Deference to clients, by goodness knows how many corporate architects, tends to mean cookie-cutter versions of the International Style. For Renzo Piano, in contrast, flexibility is very much a part of a modest stylistic signature, although one can easily overlook it. As Hal Foster puts it, he has a knack for both "the local craft of building and the enterprise of business," for all the tensions between them. One often think of him as a museum's safe choice, quite apart from the radicalism of the Pompidou Center. When people speak of that building, they tend to speak first of Richard Rogers, the British architect who worked with him. And they did place in front of it the safe choice of a sculpture by Alexander Calder.

Yet the building belongs to them both, and it is hard to forget its strangeness, like photographs of an actual empty museum for Wijnanda Deroo.

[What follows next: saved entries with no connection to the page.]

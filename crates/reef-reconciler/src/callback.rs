//! Callback delivery from the runner to the origin.
//!
//! The origin (the scheduling side) learns about runner lifecycle changes
//! through a [`CallbackHandler`]. Delivery may be unreliable; the status
//! updater wraps `notify` in its own retry policy.

use std::time::Duration;

use async_trait::async_trait;
use serde::{Deserialize, Serialize};

use crate::error::{Error, Result};

/// Lifecycle state reported through a callback.
#[derive(Debug, Clone, Copy, PartialEq, Eq, Serialize, Deserialize)]
#[serde(rename_all = "snake_case")]
pub enum CallbackState {
    /// The runner is actively reconciling (heartbeat).
    Running,
    /// The reconciliation finished successfully (terminal).
    Success,
    /// One attempt failed; the runner is still retrying.
    Failed,
    /// All attempts are exhausted (terminal).
    Error,
}

impl CallbackState {
    /// Returns true if no further state will be reported after this one.
    #[must_use]
    pub const fn is_terminal(&self) -> bool {
        matches!(self, Self::Success | Self::Error)
    }

    /// Returns a label suitable for logs.
    #[must_use]
    pub const fn as_label(&self) -> &'static str {
        match self {
            Self::Running => "running",
            Self::Success => "success",
            Self::Failed => "failed",
            Self::Error => "error",
        }
    }
}

impl std::fmt::Display for CallbackState {
    fn fmt(&self, f: &mut std::fmt::Formatter<'_>) -> std::fmt::Result {
        f.write_str(self.as_label())
    }
}

/// Capability for reporting runner lifecycle changes to the origin.
#[async_trait]
pub trait CallbackHandler: Send + Sync {
    /// Reports one lifecycle state, with an optional reason on failures.
    ///
    /// A single delivery attempt; retry policy is the caller's concern.
    async fn notify(&self, state: CallbackState, reason: Option<&str>) -> Result<()>;
}

/// Callback handler that only logs; used when runner and scheduler share a
/// process and operation bookkeeping happens at the dispatch site.
#[derive(Debug, Default)]
pub struct LoggingCallbackHandler;

#[async_trait]
impl CallbackHandler for LoggingCallbackHandler {
    async fn notify(&self, state: CallbackState, reason: Option<&str>) -> Result<()> {
        match reason {
            Some(reason) => tracing::info!(state = %state, reason, "component status changed"),
            None => tracing::debug!(state = %state, "component status changed"),
        }
        Ok(())
    }
}

#[derive(Debug, Serialize)]
struct CallbackBody<'a> {
    status: CallbackState,
    #[serde(skip_serializing_if = "Option::is_none")]
    reason: Option<&'a str>,
}

/// Callback handler that POSTs lifecycle changes to a remote origin.
#[derive(Debug, Clone)]
pub struct HttpCallbackHandler {
    client: reqwest::Client,
    url: String,
}

impl HttpCallbackHandler {
    /// Creates a handler targeting `url`.
    ///
    /// # Errors
    ///
    /// Returns an error when the HTTP client cannot be constructed.
    pub fn new(url: impl Into<String>, request_timeout: Duration) -> Result<Self> {
        let client = reqwest::Client::builder()
            .connect_timeout(Duration::from_secs(2))
            .timeout(request_timeout)
            .build()
            .map_err(|e| Error::non_retriable(format!("failed to build HTTP client: {e}")))?;
        Ok(Self {
            client,
            url: url.into(),
        })
    }
}

#[async_trait]
impl CallbackHandler for HttpCallbackHandler {
    async fn notify(&self, state: CallbackState, reason: Option<&str>) -> Result<()> {
        let response = self
            .client
            .post(&self.url)
            .json(&CallbackBody { status: state, reason })
            .send()
            .await
            .map_err(|e| Error::retriable(format!("callback request failed: {e}")))?;

        let status = response.status();
        if status.is_success() {
            return Ok(());
        }

        let body = response.text().await.unwrap_or_default();
        if status.as_u16() == 429 || status.is_server_error() {
            Err(Error::retriable(format!(
                "callback rejected (status={status}): {body}"
            )))
        } else {
            Err(Error::non_retriable(format!(
                "callback rejected (status={status}): {body}"
            )))
        }
    }
}

#[cfg(test)]
pub(crate) use tests::RecordingCallbackHandler;
//! Cancellation-aware retry for long-running workers.
//!
//! The reconciler retries whole installation attempts; the status updater
//! retries callback deliveries. Both need the same capability: a bounded
//! number of attempts with a fixed delay, aborting immediately on
//! cancellation, and re-entering the loop only when the caller classifies
//! the failure as worth retrying.

use std::future::Future;
use std::time::Duration;

use tokio_util::sync::CancellationToken;

/// Classified outcome of one attempt.
#[derive(Debug)]
pub enum Attempt<T, E> {
    /// The attempt succeeded; retrying stops.
    Done(T),
    /// The attempt failed transiently; retry after the delay.
    Retry(E),
    /// The attempt failed permanently; retrying stops immediately.
    Abort(E),
}

/// Why a retried computation did not produce a value.
#[derive(Debug)]
pub enum RetryError<E> {
    /// The cancellation token fired before or between attempts.
    Cancelled,
    /// An attempt reported a permanent failure.
    Aborted(E),
    /// Every attempt reported a transient failure.
    Exhausted(E),
}

impl<E> RetryError<E> {
    /// Returns the underlying error, if any.
    pub fn into_inner(self) -> Option<E> {
        match self {
            Self::Cancelled => None,
            Self::Aborted(e) | Self::Exhausted(e) => Some(e),
        }
    }
}

/// Runs `body` up to `attempts` times with `delay` between attempts.
///
/// The body receives the 1-indexed attempt number and classifies its own
/// outcome. Cancellation is checked before every attempt and while sleeping
/// between attempts; a fired token aborts with [`RetryError::Cancelled`]
/// without running the body again.
///
/// # Errors
///
/// Returns [`RetryError::Aborted`] for a permanent failure,
/// [`RetryError::Exhausted`] when the last allowed attempt failed
/// transiently, and [`RetryError::Cancelled`] on cancellation.
pub async fn retry<T, E, F, Fut>(
    attempts: u32,
    delay: Duration,
    cancel: &CancellationToken,
    mut body: F,
) -> Result<T, RetryError<E>>
where
    F: FnMut(u32) -> Fut,
    Fut: Future<Output = Attempt<T, E>>,
{
    let attempts = attempts.max(1);
    let mut attempt = 1;

    loop {
        if cancel.is_cancelled() {
            return Err(RetryError::Cancelled);
        }

        match body(attempt).await {
            Attempt::Done(value) => return Ok(value),
            Attempt::Abort(err) => return Err(RetryError::Aborted(err)),
            Attempt::Retry(err) => {
                if attempt >= attempts {
                    return Err(RetryError::Exhausted(err));
                }
                attempt += 1;
                tokio::select! {
                    () = cancel.cancelled() => return Err(RetryError::Cancelled),
                    () = tokio::time::sleep(delay) => {}
                }
            }
        }
    }
}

Both Piano and Rogers had long hair when they won the commission (along with another Italian, Gianfranco Franchini) for a library, theater, and museum for modern and contemporary art. Their open steel framework looks like a parking garage—or like the International Style turned inside out. Pipes, ducts, and the snaking tube of an escalator disrupt the geometry, highlight the industrial parts one may prefer to forget, and add a sense of play. Originally color coded, in bright colors at that, they could be laughing at or with the modernist ideal of "form follows function." The museum's worst critics called it monstrous, and the public came in droves.

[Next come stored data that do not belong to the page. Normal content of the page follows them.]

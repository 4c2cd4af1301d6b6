//! In-memory inventory implementation.
//!
//! Thread-safe behind an `RwLock`; suitable for tests and single-process
//! deployments. No durability: all history is lost when the process exits.

use std::collections::{BTreeMap, HashMap};
use std::sync::{PoisonError, RwLock};
use std::time::Duration;

use async_trait::async_trait;
use chrono::Utc;

use crate::error::{Error, Result};
use crate::inventory::Inventory;
use crate::model::{Cluster, ClusterConfig, ClusterModel, State};
use crate::status::{ClusterStatus, ClusterStatusKind};

/// Converts a lock poison error to a storage error.
fn poison_err<T>(_: PoisonError<T>) -> Error {
    Error::storage("lock poisoned")
}

#[derive(Debug)]
struct ClusterRecord {
    cluster: Cluster,
    configs: Vec<ClusterConfig>,
    statuses: Vec<ClusterStatus>,
    next_config_version: i64,
    next_status_id: i64,
}

impl ClusterRecord {
    fn latest_config(&self) -> &ClusterConfig {
        self.configs.last().expect("cluster record without config")
    }

    fn latest_status(&self) -> &ClusterStatus {
        self.statuses.last().expect("cluster record without status")
    }

    /// Newest status record for one configuration version.
    fn status_for(&self, config_version: i64) -> Option<&ClusterStatus> {
        self.statuses
            .iter()
            .rev()
            .find(|s| s.config_version == config_version)
    }

    fn config(&self, config_version: i64) -> Option<&ClusterConfig> {
        self.configs.iter().find(|c| c.version == config_version)
    }

    fn state_for(&self, config_version: i64) -> Option<State> {
        let configuration = self.config(config_version)?.clone();
        let status = self.status_for(config_version)?.clone();
        Some(State {
            cluster: self.cluster.clone(),
            configuration,
            status,
        })
    }

    /// Newest state of the cluster, by status ID.
    fn latest_state(&self) -> Option<State> {
        let status = self.latest_status().clone();
        let configuration = self.config(status.config_version)?.clone();
        Some(State {
            cluster: self.cluster.clone(),
            configuration,
            status,
        })
    }

    fn append_status(&mut self, config_version: i64, status: ClusterStatusKind) -> ClusterStatus {
        let record = ClusterStatus {
            id: self.next_status_id,
            cluster: self.cluster.cluster.clone(),
            config_version,
            status,
            created: Utc::now(),
        };
        self.next_status_id += 1;
        self.statuses.push(record.clone());
        record
    }

    fn append_config(&mut self, contract_version: u64, model: &ClusterModel) -> i64 {
        let version = self.next_config_version;
        self.next_config_version += 1;
        self.configs.push(ClusterConfig {
            cluster: self.cluster.cluster.clone(),
            version,
            kubeconfig: model.kubeconfig.clone(),
            contract_version,
            kyma_version: model.kyma_version.clone(),
            profile: model.profile.clone(),
            components: model.components.clone(),
            created: Utc::now(),
        });
        version
    }
}

/// In-memory [`Inventory`] for tests and single-process deployments.
#[derive(Debug, Default)]
pub struct InMemoryInventory {
    clusters: RwLock<HashMap<String, ClusterRecord>>,
}

impl InMemoryInventory {
    /// Creates an empty inventory.
    #[must_use]
    pub fn new() -> Self {
        Self::default()
    }

    /// Returns the number of registered clusters.
    ///
    /// # Errors
    ///
    /// Returns an error if the lock is poisoned.
    pub fn cluster_count(&self) -> Result<usize> {
        let clusters = self.clusters.read().map_err(poison_err)?;
        Ok(clusters.len())
    }
}

#[async_trait]
impl Inventory for InMemoryInventory {
    async fn create_or_update(
        &self,
        contract_version: u64,
        model: &ClusterModel,
    ) -> Result<State> {
        model.validate()?;

        let mut clusters = self.clusters.write().map_err(poison_err)?;

        if let Some(record) = clusters.get_mut(&model.cluster) {
            let recreated = record.latest_status().status == ClusterStatusKind::Deleted;
            if recreated {
                record.cluster.version += 1;
            } else if record.latest_config().matches(model) {
                // Idempotent resubmission: reuse the newest configuration version.
                let version = record.latest_config().version;
                return record
                    .state_for(version)
                    .ok_or_else(|| Error::config_not_found(&model.cluster, version));
            }
            let version = record.append_config(contract_version, model);
            record.append_status(version, ClusterStatusKind::Reconcilable);
            tracing::debug!(
                cluster = %model.cluster,
                config_version = version,
                recreated,
                "allocated new cluster configuration version"
            );
            return record
                .state_for(version)
                .ok_or_else(|| Error::config_not_found(&model.cluster, version));
        }

        let mut record = ClusterRecord {
            cluster: Cluster {
                cluster: model.cluster.clone(),
                version: 1,
                created: Utc::now(),
            },
            configs: Vec::new(),
            statuses: Vec::new(),
            next_config_version: 1,
            next_status_id: 1,
        };
        let version = record.append_config(contract_version, model);
        record.append_status(version, ClusterStatusKind::Reconcilable);
        let state = record
            .state_for(version)
            .ok_or_else(|| Error::config_not_found(&model.cluster, version))?;
        clusters.insert(model.cluster.clone(), record);
        Ok(state)
    }

    async fn get(&self, cluster: &str, config_version: i64) -> Result<State> {
        let clusters = self.clusters.read().map_err(poison_err)?;
        clusters
            .get(cluster)
            .and_then(|record| record.state_for(config_version))
            .ok_or_else(|| Error::config_not_found(cluster, config_version))
    }

    async fn get_latest(&self, cluster: &str) -> Result<State> {
        let clusters = self.clusters.read().map_err(poison_err)?;
        clusters
            .get(cluster)
            .and_then(ClusterRecord::latest_state)
            .ok_or_else(|| Error::not_found(cluster))
    }

    async fn update_status(&self, state: &State, status: ClusterStatusKind) -> Result<State> {
        let mut clusters = self.clusters.write().map_err(poison_err)?;
        let record = clusters
            .get_mut(&state.cluster.cluster)
            .ok_or_else(|| Error::not_found(&state.cluster.cluster))?;

        let config_version = state.configuration.version;
        let current = record
            .status_for(config_version)
            .ok_or_else(|| Error::config_not_found(&state.cluster.cluster, config_version))?
            .status;

        if !current.can_transition_to(status) {
            return Err(Error::InvalidStatusTransition {
                cluster: state.cluster.cluster.clone(),
                from: current,
                to: status,
            });
        }

        record.append_status(config_version, status);
        record
            .state_for(config_version)
            .ok_or_else(|| Error::config_not_found(&state.cluster.cluster, config_version))
    }

    async fn status_changes(
        &self,
        cluster: &str,
        lookback: Duration,
    ) -> Result<Vec<ClusterStatus>> {
        let clusters = self.clusters.read().map_err(poison_err)?;
        let record = clusters
            .get(cluster)
            .ok_or_else(|| Error::not_found(cluster))?;

        let cutoff = Utc::now()
            - chrono::Duration::from_std(lookback).unwrap_or_else(|_| chrono::Duration::MAX);
        Ok(record
            .statuses
            .iter()
            .filter(|s| s.created >= cutoff)
            .cloned()
            .collect())
    }

    async fn clusters_to_reconcile(&self) -> Result<Vec<State>> {
        let clusters = self.clusters.read().map_err(poison_err)?;
        let mut due = Vec::new();
        for record in clusters.values() {
            if matches!(
                record.latest_status().status,
                ClusterStatusKind::Deleting | ClusterStatusKind::Deleted
            ) {
                continue;
            }
            let newest_config = record.latest_config().version;
            let Some(state) = record.state_for(newest_config) else {
                continue;
            };
            if state.status.status == ClusterStatusKind::Reconcilable {
                due.push(state);
            }
        }
        Ok(due)
    }

    async fn delete(&self, cluster: &str) -> Result<State> {
        let mut clusters = self.clusters.write().map_err(poison_err)?;
        let record = clusters
            .get_mut(cluster)
            .ok_or_else(|| Error::not_found(cluster))?;

        let latest = record.latest_status();
        if matches!(
            latest.status,
            ClusterStatusKind::Deleting | ClusterStatusKind::Deleted
        ) {
            return record
                .latest_state()
                .ok_or_else(|| Error::not_found(cluster));
        }

        let config_version = latest.config_version;
        record.append_status(config_version, ClusterStatusKind::Deleting);
        record
            .state_for(config_version)
            .ok_or_else(|| Error::config_not_found(cluster, config_version))
    }

    async fn status_counts(&self) -> Result<BTreeMap<ClusterStatusKind, usize>> {
        let clusters = self.clusters.read().map_err(poison_err)?;
        let mut counts = BTreeMap::new();
        for record in clusters.values() {
            *counts.entry(record.latest_status().status).or_insert(0) += 1;
        }
        Ok(counts)
    }
}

I still remember the excitement of a visit in 1983, when it helped me appreciate late Georges Braque as much as Pablo Picasso. Born in 1937 to a family of builders, Piano was young only by the standards of big-budget architecture, which relies on established names and, for the most part, white males. (Three cheers for the early emergency of Maya Lin.) He had worked on his own and with Louis I. Kahn when he formed the firm with Rogers. He went off on his own with the Renzo Piano Building Workshop in 1981. Had he left his radicalism behind?

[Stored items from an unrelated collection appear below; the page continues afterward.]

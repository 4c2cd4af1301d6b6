//! In-memory reconciliation repository.
//!
//! Thread-safe behind an `RwLock`; enforces the single-flight invariant and
//! CAS semantics in-process. No durability: state is lost when the process
//! exits.

use std::collections::HashMap;
use std::sync::{PoisonError, RwLock};
use std::time::Duration;

use async_trait::async_trait;
use chrono::{DateTime, Utc};

use reef_core::{CorrelationId, SchedulingId};
use reef_inventory::{ClusterStatusKind, State};

use crate::error::{Error, Result};
use crate::operation::{CasResult, Operation, OperationState};
use crate::reconciliation::{Reconciliation, ReconciliationFilter};
use crate::repository::ReconciliationRepository;

/// Converts a lock poison error to a storage error.
fn poison_err<T>(_: PoisonError<T>) -> Error {
    Error::storage("lock poisoned")
}

#[derive(Debug)]
struct ReconciliationRecord {
    reconciliation: Reconciliation,
    operations: Vec<Operation>,
}

impl ReconciliationRecord {
    /// Smallest priority with a non-terminal operation, if any.
    fn active_wave(&self) -> Option<i64> {
        self.operations
            .iter()
            .filter(|op| !op.is_terminal())
            .map(|op| op.priority)
            .min()
    }

    fn has_failed_operation(&self) -> bool {
        self.operations
            .iter()
            .any(|op| op.state == OperationState::Error)
    }
}

/// In-memory [`ReconciliationRepository`] for tests and single-process
/// deployments.
#[derive(Debug, Default)]
pub struct InMemoryReconciliationRepository {
    reconciliations: RwLock<HashMap<SchedulingId, ReconciliationRecord>>,
}

impl InMemoryReconciliationRepository {
    /// Creates an empty repository.
    #[must_use]
    pub fn new() -> Self {
        Self::default()
    }
}

#[async_trait]
impl ReconciliationRepository for InMemoryReconciliationRepository {
    async fn create_reconciliation(
        &self,
        state: &State,
        pre_components: &[String],
    ) -> Result<Reconciliation> {
        if state.configuration.components.is_empty() {
            return Err(Error::EmptyComponents {
                cluster: state.cluster.cluster.clone(),
            });
        }

        let mut reconciliations = self.reconciliations.write().map_err(poison_err)?;

        let in_flight = reconciliations
            .values()
            .any(|r| r.reconciliation.cluster == state.cluster.cluster && !r.reconciliation.finished);
        if in_flight {
            return Err(Error::DuplicateClusterReconciliation {
                cluster: state.cluster.cluster.clone(),
            });
        }

        let scheduling_id = SchedulingId::generate();
        let now = Utc::now();
        let reconciliation = Reconciliation {
            scheduling_id,
            cluster: state.cluster.cluster.clone(),
            config_version: state.configuration.version,
            created: now,
            finished: false,
            finished_at: None,
            status: None,
        };

        let operations = state
            .configuration
            .components
            .iter()
            .map(|component| Operation {
                scheduling_id,
                correlation_id: CorrelationId::generate(),
                cluster: state.cluster.cluster.clone(),
                config_version: state.configuration.version,
                component: component.name.clone(),
                namespace: component.namespace.clone(),
                priority: if pre_components.contains(&component.name) {
                    1
                } else {
                    2
                },
                state: OperationState::New,
                retries: 0,
                reason: None,
                created: now,
                updated: now,
            })
            .collect();

        reconciliations.insert(
            scheduling_id,
            ReconciliationRecord {
                reconciliation: reconciliation.clone(),
                operations,
            },
        );
        Ok(reconciliation)
    }

    async fn get_reconciliation(&self, scheduling_id: &SchedulingId) -> Result<Reconciliation> {
        let reconciliations = self.reconciliations.read().map_err(poison_err)?;
        reconciliations
            .get(scheduling_id)
            .map(|r| r.reconciliation.clone())
            .ok_or(Error::NotFound {
                scheduling_id: *scheduling_id,
            })
    }

    async fn get_reconciliations(
        &self,
        filter: &ReconciliationFilter,
    ) -> Result<Vec<Reconciliation>> {
        let reconciliations = self.reconciliations.read().map_err(poison_err)?;
        let now = Utc::now();
        let mut result: Vec<Reconciliation> = reconciliations
            .values()
            .filter(|r| filter.matches(&r.reconciliation, now))
            .map(|r| r.reconciliation.clone())
            .collect();
        result.sort_by_key(|r| r.scheduling_id);
        Ok(result)
    }

    async fn get_operations(
        &self,
        scheduling_id: &SchedulingId,
        states: Option<&[OperationState]>,
    ) -> Result<Vec<Operation>> {
        let reconciliations = self.reconciliations.read().map_err(poison_err)?;
        let record = reconciliations
            .get(scheduling_id)
            .ok_or(Error::NotFound {
                scheduling_id: *scheduling_id,
            })?;
        Ok(record
            .operations
            .iter()
            .filter(|op| states.is_none_or(|states| states.contains(&op.state)))
            .cloned()
            .collect())
    }

    async fn get_processable_operations(&self) -> Result<Vec<Operation>> {
        let reconciliations = self.reconciliations.read().map_err(poison_err)?;
        let mut processable = Vec::new();
        for record in reconciliations.values() {
            if record.reconciliation.finished || record.has_failed_operation() {
                continue;
            }
            let Some(wave) = record.active_wave() else {
                continue;
            };
            processable.extend(
                record
                    .operations
                    .iter()
                    .filter(|op| op.state.is_processable() && op.priority == wave)
                    .cloned(),
            );
        }
        processable.sort_by_key(|op| (op.priority, op.correlation_id));
        Ok(processable)
    }

    async fn get_orphaned_operations(
        &self,
        now: DateTime<Utc>,
        timeout: Duration,
    ) -> Result<Vec<Operation>> {
        let reconciliations = self.reconciliations.read().map_err(poison_err)?;
        let timeout =
            chrono::Duration::from_std(timeout).unwrap_or_else(|_| chrono::Duration::MAX);
        Ok(reconciliations
            .values()
            .filter(|r| !r.reconciliation.finished)
            .flat_map(|r| &r.operations)
            .filter(|op| op.state == OperationState::InProgress && now - op.updated > timeout)
            .cloned()
            .collect())
    }

    async fn update_operation_state(
        &self,
        scheduling_id: &SchedulingId,
        correlation_id: &CorrelationId,
        expected: OperationState,
        target: OperationState,
        reason: Option<&str>,
    ) -> Result<CasResult> {
        if !expected.can_transition_to(target) {
            return Err(Error::InvalidOperationTransition {
                from: expected,
                to: target,
            });
        }

        let mut reconciliations = self.reconciliations.write().map_err(poison_err)?;
        let Some(record) = reconciliations.get_mut(scheduling_id) else {
            return Ok(CasResult::NotFound);
        };
        let Some(operation) = record
            .operations
            .iter_mut()
            .find(|op| &op.correlation_id == correlation_id)
        else {
            return Ok(CasResult::NotFound);
        };

        if operation.state != expected {
            return Ok(CasResult::StateMismatch {
                actual: operation.state,
            });
        }

        if expected == OperationState::InProgress {
            operation.retries += 1;
        }
        operation.state = target;
        operation.reason = reason.map(ToString::to_string);
        operation.updated = Utc::now();
        Ok(CasResult::Success)
    }

    async fn finish_reconciliation(
        &self,
        scheduling_id: &SchedulingId,
        status: ClusterStatusKind,
    ) -> Result<()> {
        let mut reconciliations = self.reconciliations.write().map_err(poison_err)?;
        let record = reconciliations
            .get_mut(scheduling_id)
            .ok_or(Error::NotFound {
                scheduling_id: *scheduling_id,
            })?;

        if record.reconciliation.finished {
            return Err(Error::AlreadyFinished {
                scheduling_id: *scheduling_id,
            });
        }

        let pending = record
            .operations
            .iter()
            .filter(|op| !op.is_terminal())
            .count();
        if pending > 0 {
            return Err(Error::OperationsPending {
                scheduling_id: *scheduling_id,
                pending,
            });
        }

        record.reconciliation.finished = true;
        record.reconciliation.finished_at = Some(Utc::now());
        record.reconciliation.status = Some(status);
        Ok(())
    }

    async fn remove_reconciliation(&self, scheduling_id: &SchedulingId) -> Result<()> {
        let mut reconciliations = self.reconciliations.write().map_err(poison_err)?;
        reconciliations
            .remove(scheduling_id)
            .map(|_| ())
            .ok_or(Error::NotFound {
                scheduling_id: *scheduling_id,
            })
    }
}
//! Install action overrides.
//!
//! The default install path (render, deploy, track) can be replaced or
//! wrapped per `(component, version)`: a pre-install hook, a replacement
//! install action, and a post-install hook. Absence of an install action
//! selects the default path.

use std::collections::BTreeMap;
use std::collections::HashMap;
use std::sync::Arc;

use async_trait::async_trait;
use serde_json::Value;

use crate::error::Result;
use crate::kubernetes::KubernetesClient;

/// Everything an action may need about the component being reconciled.
#[derive(Clone)]
pub struct ActionContext {
    /// Component name.
    pub component: String,
    /// Product version being installed.
    pub version: String,
    /// Installation profile.
    pub profile: Option<String>,
    /// Target namespace.
    pub namespace: String,
    /// Component configuration.
    pub configuration: BTreeMap<String, Value>,
    /// Client for the target cluster.
    pub kube: Arc<dyn KubernetesClient>,
}

/// A custom step executed instead of (or around) the default install path.
#[async_trait]
pub trait Action: Send + Sync {
    /// Runs the action against the target cluster.
    async fn run(&self, context: &ActionContext) -> Result<()>;
}

type ActionKey = (String, String);

/// Registry of per `(component, version)` actions.
#[derive(Default)]
pub struct ActionRegistry {
    pre_install: HashMap<ActionKey, Arc<dyn Action>>,
    install: HashMap<ActionKey, Arc<dyn Action>>,
    post_install: HashMap<ActionKey, Arc<dyn Action>>,
}

impl ActionRegistry {
    /// Creates an empty registry.
    #[must_use]
    pub fn new() -> Self {
        Self::default()
    }

    /// Registers a pre-install hook.
    pub fn register_pre_install(
        &mut self,
        component: impl Into<String>,
        version: impl Into<String>,
        action: Arc<dyn Action>,
    ) {
        self.pre_install
            .insert((component.into(), version.into()), action);
    }

    /// Registers an install action replacing the default install path.
    pub fn register_install(
        &mut self,
        component: impl Into<String>,
        version: impl Into<String>,
        action: Arc<dyn Action>,
    ) {
        self.install
            .insert((component.into(), version.into()), action);
    }

    /// Registers a post-install hook.
    pub fn register_post_install(
        &mut self,
        component: impl Into<String>,
        version: impl Into<String>,
        action: Arc<dyn Action>,
    ) {
        self.post_install
            .insert((component.into(), version.into()), action);
    }

    /// Looks up the pre-install hook for a component and version.
    #[must_use]
    pub fn pre_install(&self, component: &str, version: &str) -> Option<Arc<dyn Action>> {
        self.pre_install
            .get(&(component.to_string(), version.to_string()))
            .cloned()
    }

    /// Looks up the install action for a component and version.
    #[must_use]
    pub fn install(&self, component: &str, version: &str) -> Option<Arc<dyn Action>> {
        self.install
            .get(&(component.to_string(), version.to_string()))
            .cloned()
    }

    /// Looks up the post-install hook for a component and version.
    #[must_use]
    pub fn post_install(&self, component: &str, version: &str) -> Option<Arc<dyn Action>> {
        self.post_install
            .get(&(component.to_string(), version.to_string()))
            .cloned()
    }
}

#[cfg(test)]
mod tests {
    use super::*;
    use crate::error::Error;

    struct NoopAction;

    #[async_trait]
    impl Action for NoopAction {
        async fn run(&self, _context: &ActionContext) -> Result<()> {
            Ok(())
        }
    }

    struct FailingAction;

    #[async_trait]
    impl Action for FailingAction {
        async fn run(&self, _context: &ActionContext) -> Result<()> {
            Err(Error::non_retriable("migration script missing"))
        }
    }

    #[test]
    fn lookup_is_exact_on_component_and_version() {
        let mut registry = ActionRegistry::new();
        registry.register_install("istio", "2.4.0", Arc::new(NoopAction));
        registry.register_pre_install("istio", "2.4.0", Arc::new(FailingAction));

        assert!(registry.install("istio", "2.4.0").is_some());
        assert!(registry.install("istio", "2.5.0").is_none());
        assert!(registry.install("logging", "2.4.0").is_none());
        assert!(registry.pre_install("istio", "2.4.0").is_some());
        assert!(registry.post_install("istio", "2.4.0").is_none());
    }
}
//! # reef-api
//!
//! HTTP surface of the reef reconciler: declarative cluster submissions,
//! status queries, status-change history, cluster deletion, and Prometheus
//! exposition. The binary wires the in-memory stores, the scheduler, and
//! the component runner into one process.

#![forbid(unsafe_code)]
#![deny(rust_2018_idioms)]

pub mod config;
pub mod error;
pub mod invoker;
pub mod metrics;
pub mod routes;
pub mod server;

pub use config::Config;
pub use error::{ApiError, ApiResult};
pub use server::{AppState, Server};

Perhaps, but consider how each of his versions may well be coming to the Whitney, captured in progress by Yvonne Jacquette and Jacquette's New York, or the forthcoming Lenfest Center for the Arts at Columbia University. With the Centre Georges Pompidou, André Malraux as the French minister for cultural affairs sought to reorient Paris, uprooting the food markets of Les Halles so that art and culture could come to the Beaubourg. The Whitney continues a shift in the balance of New York as well, from museum mile downtown. In Paris, placing services and passages on the building's exterior, along with an innovative system of trusses, leaves the interior column free. And even before partnering with Rogers, Piano had been experimenting with unusual materials and supports, including reinforced polyester. The Whitney will also dispense with columns, to allow shifting walls and a freer space for art.

Perhaps most of all, Paris gained a major museum, and Piano has focused on cultural centers ever since. I want to deride him as a museum stand-by, but it is his choice, too, when he could be making serious money in the private sector. His next works were spaces for music—one of them conceived, he says, as a giant musical instrument itself. The exceptions, such as an airline terminal in Tokyo, obviously belong to the public sector as well. Even his project for IBM was a modular traveling pavilion, as an element in public outreach. The Whitney continues the pattern.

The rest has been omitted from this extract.